Brazil’s gross public debt had another month of reduction in October, mainly affected by the nominal growth of activity, data from the Central Bank showed this Wednesday.
The indicator fell to 76.8% of GDP in October from 77.1% in September, the lowest level since February 2020 (75.3%), before the pandemic hit the country and the federal government spent record sums to combat it. there.
The drop in gross debt was mainly determined by the effect of nominal GDP growth, which contributed to a reduction of 0.7 percentage points in the ratio, according to the Central Bank. The nominal increase in GDP is guided by the strength of activity, but is also affected by inflation.
The debt drop was also helped by net debt redemptions in the month, in yet another month in which the Treasury maintained its strategy of using its liquidity cushion to reduce debt issuance as interest rates remain at a high level, which increases financing costs.
Year-to-date, gross debt is down 3.5 percentage points, the central bank said. The Ministry of Economy recently estimated that the country will end the year with a gross debt of 74.3% of GDP, the lowest level since 2018.

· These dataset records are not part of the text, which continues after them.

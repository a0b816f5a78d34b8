//! The session state machine as a pure function of the recorded view and
//! the facts observed in one poll.

use orchestrator_protocol::{
    CiStatus, PullRequestRef, PullRequestState, PullRequestStatus, ReviewDecision, SessionState,
};
use serde_json::{json, Value};

/// What the lifecycle manager knows about a session before a poll.
#[derive(Debug, Clone, Copy, PartialEq, Eq)]
pub struct SessionView<'a> {
    pub state: SessionState,
    pub pr: Option<&'a PullRequestRef>,
    pub head_sha: Option<&'a str>,
}

#[derive(Debug, Clone, PartialEq, Eq)]
pub struct ObservedPullRequest {
    pub pr: PullRequestRef,
    pub status: PullRequestStatus,
    pub ci: CiStatus,
    pub review: ReviewDecision,
}

/// Facts gathered from the tracker, SCM and runtime in one poll.
#[derive(Debug, Clone, Default, PartialEq, Eq)]
pub struct ObservedFacts {
    pub pull_request: Option<ObservedPullRequest>,
    pub issue_closed: bool,
    /// `None` when the session has no runtime handle to check.
    pub runtime_alive: Option<bool>,
}

impl ObservedFacts {
    pub fn to_json(&self) -> Value {
        let pull_request = self.pull_request.as_ref().map(|observed| {
            json!({
                "number": observed.pr.number,
                "url": observed.pr.url,
                "branch": observed.pr.branch,
                "state": observed.status.state,
                "mergeable": observed.status.mergeable,
                "head_sha": observed.status.head_sha,
                "ci": observed.ci.as_str(),
                "review": observed.review.as_str(),
            })
        });
        json!({
            "pull_request": pull_request,
            "issue_closed": self.issue_closed,
            "runtime_alive": self.runtime_alive,
        })
    }
}

#[derive(Debug, Clone, PartialEq, Eq)]
pub enum Decision {
    /// Observed facts confirm the current state.
    Hold,
    Transition(SessionState),
    /// Facts fit no valid edge; the state is held and flagged.
    Conflict(String),
}

pub fn decide(view: SessionView<'_>, facts: &ObservedFacts) -> Decision {
    if view.state.is_terminal() || view.state == SessionState::Merged {
        return Decision::Hold;
    }

    let target = match observed_target(view, facts) {
        Ok(target) => target,
        Err(conflict) => return Decision::Conflict(conflict),
    };

    if target == view.state {
        return Decision::Hold;
    }
    if !is_valid_transition(view.state, target) {
        return Decision::Conflict(format!(
            "observed facts imply {} but {} -> {} is not a valid transition",
            target, view.state, target
        ));
    }
    Decision::Transition(target)
}

fn observed_target(view: SessionView<'_>, facts: &ObservedFacts) -> Result<SessionState, String> {
    let Some(observed) = facts.pull_request.as_ref() else {
        if let Some(recorded) = view.pr {
            return Err(format!(
                "recorded pull request #{} is no longer observed",
                recorded.number
            ));
        }
        if facts.runtime_alive == Some(false) {
            return Ok(SessionState::Failed);
        }
        if facts.issue_closed {
            return Ok(SessionState::Abandoned);
        }
        return Ok(match view.state {
            SessionState::Spawning => SessionState::Working,
            other => other,
        });
    };

    if let Some(recorded) = view.pr {
        if recorded.number != observed.pr.number {
            return Err(format!(
                "pull request changed from #{} to #{}",
                recorded.number, observed.pr.number
            ));
        }
    }

    match observed.status.state {
        PullRequestState::Merged => return Ok(SessionState::Merged),
        PullRequestState::Closed => return Ok(SessionState::Abandoned),
        PullRequestState::Open => {}
    }

    if observed.status.mergeable == Some(true) && observed.ci == CiStatus::Failing {
        return Err(format!(
            "pull request #{} reports mergeable while CI is failing",
            observed.pr.number
        ));
    }
    if facts.runtime_alive == Some(false) {
        return Ok(SessionState::Failed);
    }

    let review = effective_review(view, observed);
    let target = match (observed.ci, review) {
        (CiStatus::Failing, _) => SessionState::CiFailed,
        (_, ReviewDecision::ChangesRequested) => SessionState::ChangesRequested,
        (CiStatus::Passing, ReviewDecision::Approved)
            if observed.status.mergeable == Some(true) =>
        {
            SessionState::Mergeable
        }
        (_, ReviewDecision::Approved) => SessionState::Approved,
        (CiStatus::Passing, _) => SessionState::ReviewPending,
        _ => SessionState::PrOpen,
    };
    Ok(target)
}

/// A changes-requested review no longer applies once new commits land.
fn effective_review(view: SessionView<'_>, observed: &ObservedPullRequest) -> ReviewDecision {
    let pushed_since = match (view.head_sha, observed.status.head_sha.as_deref()) {
        (Some(recorded), Some(current)) => recorded != current,
        _ => false,
    };
    if view.state == SessionState::ChangesRequested
        && observed.review == ReviewDecision::ChangesRequested
        && pushed_since
    {
        return ReviewDecision::None;
    }
    observed.review
}

pub fn is_valid_transition(from: SessionState, to: SessionState) -> bool {
    use SessionState::*;

    if from == to || from.is_terminal() {
        return false;
    }
    if from == Merged {
        return to == Terminated;
    }
    if matches!(to, Terminated | Abandoned | Failed) {
        return true;
    }
    match from {
        Spawning => to == Working || to.is_pull_request_phase(),
        Working => to.is_pull_request_phase() || to == Merged,
        CiFailed | ChangesRequested if to == Working => true,
        _ if from.is_pull_request_phase() => to.is_pull_request_phase() || to == Merged,
        _ => false,
    }
}

#[cfg(test)]
mod tests {
    use super::*;
    use orchestrator_protocol::session::ALL_SESSION_STATES;

    fn pr(number: u64) -> PullRequestRef {
        PullRequestRef {
            number,
            url: format!("https://github.com/acme/app/pull/{number}"),
            branch: "feat/issue-42".to_owned(),
        }
    }

    fn open_pr(ci: CiStatus, review: ReviewDecision, mergeable: Option<bool>) -> ObservedFacts {
        ObservedFacts {
            pull_request: Some(ObservedPullRequest {
                pr: pr(7),
                status: PullRequestStatus {
                    state: PullRequestState::Open,
                    mergeable,
                    head_sha: Some("abc".to_owned()),
                },
                ci,
                review,
            }),
            issue_closed: false,
            runtime_alive: Some(true),
        }
    }

    fn view(state: SessionState, recorded: Option<&PullRequestRef>) -> SessionView<'_> {
        SessionView {
            state,
            pr: recorded,
            head_sha: Some("abc"),
        }
    }

    #[test]
    fn spawning_without_pr_moves_to_working_then_holds() {
        let facts = ObservedFacts {
            runtime_alive: Some(true),
            ..ObservedFacts::default()
        };
        assert_eq!(
            decide(view(SessionState::Spawning, None), &facts),
            Decision::Transition(SessionState::Working)
        );
        assert_eq!(decide(view(SessionState::Working, None), &facts), Decision::Hold);
    }

    #[test]
    fn failing_ci_moves_working_session_to_ci_failed() {
        let facts = open_pr(CiStatus::Failing, ReviewDecision::None, None);
        assert_eq!(
            decide(view(SessionState::Working, None), &facts),
            Decision::Transition(SessionState::CiFailed)
        );
        let recorded = pr(7);
        assert_eq!(
            decide(view(SessionState::CiFailed, Some(&recorded)), &facts),
            Decision::Hold
        );
    }

    #[test]
    fn approved_passing_and_mergeable_is_mergeable() {
        let recorded = pr(7);
        let facts = open_pr(CiStatus::Passing, ReviewDecision::Approved, Some(true));
        assert_eq!(
            decide(view(SessionState::ReviewPending, Some(&recorded)), &facts),
            Decision::Transition(SessionState::Mergeable)
        );

        let unknown_mergeability = open_pr(CiStatus::Passing, ReviewDecision::Approved, None);
        assert_eq!(
            decide(view(SessionState::ReviewPending, Some(&recorded)), &unknown_mergeability),
            Decision::Transition(SessionState::Approved)
        );
    }

    #[test]
    fn new_commits_clear_a_stale_changes_requested_review() {
        let recorded = pr(7);
        let facts = open_pr(CiStatus::Pending, ReviewDecision::ChangesRequested, None);
        let stale = SessionView {
            state: SessionState::ChangesRequested,
            pr: Some(&recorded),
            head_sha: Some("old"),
        };
        assert_eq!(
            decide(stale, &facts),
            Decision::Transition(SessionState::PrOpen)
        );
        assert_eq!(
            decide(view(SessionState::ChangesRequested, Some(&recorded)), &facts),
            Decision::Hold
        );
    }

    #[test]
    fn merged_and_closed_pull_requests_end_the_session() {
        let recorded = pr(7);
        let mut facts = open_pr(CiStatus::Passing, ReviewDecision::Approved, Some(true));
        if let Some(observed) = facts.pull_request.as_mut() {
            observed.status.state = PullRequestState::Merged;
        }
        assert_eq!(
            decide(view(SessionState::Mergeable, Some(&recorded)), &facts),
            Decision::Transition(SessionState::Merged)
        );
        if let Some(observed) = facts.pull_request.as_mut() {
            observed.status.state = PullRequestState::Closed;
        }
        assert_eq!(
            decide(view(SessionState::Mergeable, Some(&recorded)), &facts),
            Decision::Transition(SessionState::Abandoned)
        );
    }

    #[test]
    fn closed_issue_without_pr_abandons_and_dead_runtime_fails() {
        let closed = ObservedFacts {
            issue_closed: true,
            runtime_alive: Some(true),
            ..ObservedFacts::default()
        };
        assert_eq!(
            decide(view(SessionState::Working, None), &closed),
            Decision::Transition(SessionState::Abandoned)
        );

        let dead = ObservedFacts {
            runtime_alive: Some(false),
            ..ObservedFacts::default()
        };
        assert_eq!(
            decide(view(SessionState::Working, None), &dead),
            Decision::Transition(SessionState::Failed)
        );
    }

    #[test]
    fn conflicting_signals_hold_the_state() {
        let recorded = pr(7);
        let facts = open_pr(CiStatus::Failing, ReviewDecision::None, Some(true));
        assert!(matches!(
            decide(view(SessionState::PrOpen, Some(&recorded)), &facts),
            Decision::Conflict(_)
        ));

        let other = pr(8);
        let facts = open_pr(CiStatus::Passing, ReviewDecision::None, None);
        assert!(matches!(
            decide(view(SessionState::PrOpen, Some(&other)), &facts),
            Decision::Conflict(reason) if reason.contains("#8")
        ));

        let vanished = ObservedFacts::default();
        assert!(matches!(
            decide(view(SessionState::ReviewPending, Some(&recorded)), &vanished),
            Decision::Conflict(_)
        ));
    }

    #[test]
    fn terminal_states_have_no_outgoing_edges_and_merged_only_terminates() {
        for to in ALL_SESSION_STATES {
            for from in [
                SessionState::Terminated,
                SessionState::Abandoned,
                SessionState::Failed,
            ] {
                assert!(!is_valid_transition(from, to), "{from} -> {to}");
            }
            assert_eq!(
                is_valid_transition(SessionState::Merged, to),
                to == SessionState::Terminated
            );
        }
    }

    #[test]
    fn every_decided_state_is_reachable_from_spawning() {
        let mut reachable = vec![SessionState::Spawning];
        let mut index = 0;
        while index < reachable.len() {
            let from = reachable[index];
            for to in ALL_SESSION_STATES {
                if is_valid_transition(from, to) && !reachable.contains(&to) {
                    reachable.push(to);
                }
            }
            index += 1;
        }
        for state in ALL_SESSION_STATES {
            assert!(reachable.contains(&state), "{state} unreachable");
        }
    }

    #[test]
    fn decisions_are_deterministic() {
        let recorded = pr(7);
        let facts = open_pr(CiStatus::Passing, ReviewDecision::Pending, Some(false));
        let first = decide(view(SessionState::PrOpen, Some(&recorded)), &facts);
        let second = decide(view(SessionState::PrOpen, Some(&recorded)), &facts);
        assert_eq!(first, second);
        assert_eq!(first, Decision::Transition(SessionState::ReviewPending));
    }
}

The Treasury has argued that Brazil will deliver an “expressive” performance with this, citing IMF data to say that emerging countries should see gross debt rise, on average, by 10.6 points this year compared to 2019.
Net debt, which also includes government assets, remained stable at 58.3% of GDP last month, with currency appreciation contributing to a reduction in the value in reais of the country’s international reserves. In the year, net debt rose 1.1 percentage points as a proportion of GDP.
In October, the public sector registered a primary surplus of 27.095 billion reais, above the 26.1 billion reais expected by analysts in a Reuters poll.
The positive balance was lower than the surplus of 35.4 billion reais computed in October 2021. Last month, the surplus of 30.2 billion reais recorded by the central government was partially offset by a deficit of 3.9 billion reais of States and municipalities, with state-owned companies contributing with a positive balance of 711 million reais.